For more information on how one can automatically handle dependent workflows, see Handling Dependencies.

Installing

To install ESIS, clone the repository and install it using pip:

git clone https://github.com/daknuett/esis
cd esis
python3 -m pip install .

Alternatively, build a distribution and install the distribution:

python3 -m build .

cp dist/esis*.whl /path/to/whereever

python3 -m pip install /path/to/whereever/esis*.whl

Using ESIS

Setting up a Workflow

Setting up a workflow is as simple as running

esis setup <setup script> <parameter generator> <sbatch template> <worker script> [<includes>]

This will generate the file wf.esis.json that contains everything that esis run will require.

To set up dependencies, i.e., the current workflow requires the output of a previous workflow, use

esis require <requirement workflow file> <requirement name>

The requirement name will be the key in ESIS2_REQUIREMENTS. See Handling Dependencies.

Handling Dependencies

Dependencies are, particularly in a high performance computing context, hard to handle. ESIS therefore avoids getting too deep into handling dependencies. Initially it was planned that the only handling of dependencies that ESIS provides is telling the user that a required workflow run is missing.

Currently, ESIS handles dependencies as such:

  • Users can specify workflow files (usually called wf.esis.json) that must have an up-to-date run.
  • ESIS then provides the up-to-date working directory as requirementname: path JSON encoded dictionary to the parameter generator.
  • The user is responsible for handling how workflows obtain data from other workflows.

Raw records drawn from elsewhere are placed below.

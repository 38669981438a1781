//! Typed shapes for the collaborator services registered on top of the
//! RPC dispatch layer: terminal, documents, editors, webviews, commands,
//! extension-host lifecycle, storage, configuration, tasks, language-model
//! tools, and error reporting. Each module is a thin `LocalActor` built
//! from a small, fixed method table — none implement their collaborator's
//! actual behavior, which is explicitly out of scope; they exist so the
//! RPC layer has something concrete to dispatch to in tests and in the
//! host binary.

pub mod commands;
pub mod configuration;
pub mod documents;
pub mod editors;
pub mod error;
pub mod errors;
pub mod exthost;
pub mod lm_tools;
pub mod registry;
pub mod storage;
pub mod tasks;
pub mod terminal;
pub mod webviews;

pub use error::ServiceError;
pub use registry::{ServiceActor, ServiceActorBuilder, json_arg};
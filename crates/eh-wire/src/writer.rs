//! L1 outgoing framing with per-id ordering.
//!
//! Given calls to `write(msg)` in any order, eventually emits to the
//! socket exactly the sequence of framed bytes such that, filtering for
//! `MessageKind::Regular`, the emitted `id`s form the ascending sequence
//! `1, 2, 3, …` with no gaps. Special messages (`id == 0`) interleave
//! freely and are emitted as soon as they are seen. [`ProtocolWriter::retransmit`]
//! is the one deliberate exception: it re-emits an id that already passed
//! through the ordering gate once, for replay and reconnection.

use std::collections::BTreeMap;
use std::sync::atomic::{AtomicBool, Ordering};
use std::sync::{Arc, Mutex};
use std::time::Duration;

use bytes::{Bytes, BytesMut};
use tracing::{debug, warn};

use crate::error::WireError;
use crate::message::{MessageKind, ProtocolMessage};
use crate::socket::DuplexSocket;

const STALL_CHECK_INTERVAL: Duration = Duration::from_secs(5);

struct Queues {
    /// Regular frames awaiting contiguous emission, keyed by id.
    message_queue: BTreeMap<u32, Bytes>,
    /// Special (id == 0) frames, emitted as soon as seen.
    special_queue: Vec<Bytes>,
    /// Frames re-sent via [`ProtocolWriter::retransmit`]: already counted
    /// past by `next_expected_id` once, pushed straight to the wire
    /// instead of waiting their turn again.
    retransmit_queue: Vec<Bytes>,
    next_expected_id: u32,
}

/// Enforces in-order delivery of `Regular` messages over a [`DuplexSocket`].
pub struct ProtocolWriter<S: DuplexSocket> {
    socket: Mutex<Arc<S>>,
    queues: Mutex<Queues>,
    is_paused: AtomicBool,
    is_disposed: AtomicBool,
    flush_scheduled: AtomicBool,
}
//! Workspace/user configuration lookup. The configuration storage itself
//! is out of scope here; this is the registered shape only.

use std::sync::Arc;

use eh_rpc::{BoxFuture, LocalActor, ProxyIdentifier, ReplyValue, RpcError};
use serde_json::Value;

use crate::registry::{ServiceActorBuilder, json_arg};

pub const ID: ProxyIdentifier = ProxyIdentifier::new(8, "configuration");

pub trait ConfigurationShape: Send + Sync {
    fn get(&self, section: String) -> BoxFuture<Result<Value, RpcError>>;
    fn update(&self, section: String, value: Value) -> BoxFuture<Result<(), RpcError>>;
}

pub fn actor(shape: Arc<dyn ConfigurationShape>) -> Arc<dyn LocalActor> {
    let get = shape.clone();
    let update = shape;
    ServiceActorBuilder::new(ID)
        .method("getConfiguration", 1, move |args, _cancel| {
            let get = get.clone();
            async move {
                let section: String = json_arg("getConfiguration", &args, 0)?;
                Ok(ReplyValue::Json(get.get(section).await?))
            }
        })
        .method("updateConfiguration", 2, move |args, _cancel| {
            let update = update.clone();
            async move {
                let section: String = json_arg("updateConfiguration", &args, 0)?;
                let value: Value = json_arg("updateConfiguration", &args, 1)?;
                update.update(section, value).await?;
                Ok(ReplyValue::Empty)
            }
        })
        .build()
}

To see how to notify ESIS of required workflows, see Setting up a Workflow. When invoking esis run the missing dependencies will be treated as a fatal error. Then, the user should run the missing workflows explicitly. Alternatively, it is possible to run a workflow and all its missing dependencies automatically. This is done by invoking esis dependency.

Automatically running dependent workflows using esis dependency works as such:

  • A graph of all workflows that are required to run the desired workflow is created. This includes all dependencies of dependencies.
  • Weights are assigned to the workflows.
  • The workflows are run according to their weights. Dependent workflows are run after their dependencies using SBATCH --dependency.

For this to work, a line containing #ESIS_PRIVATE is required in the block of sbatch settings.

#SBATCH TASKARRAYDEFINITION
#ESIS_PRIVATE

Extended features, like checkpointing are currently unsupported, see Todos.

Dependencies can be frozen using esis freeze-requirement, see esis --help. Then only this exact working directory is used and other versions are ignored.

Todos

  • Implement export of workflow results.
  • Implement libesis to handle checkpointing and exporting of workflow results.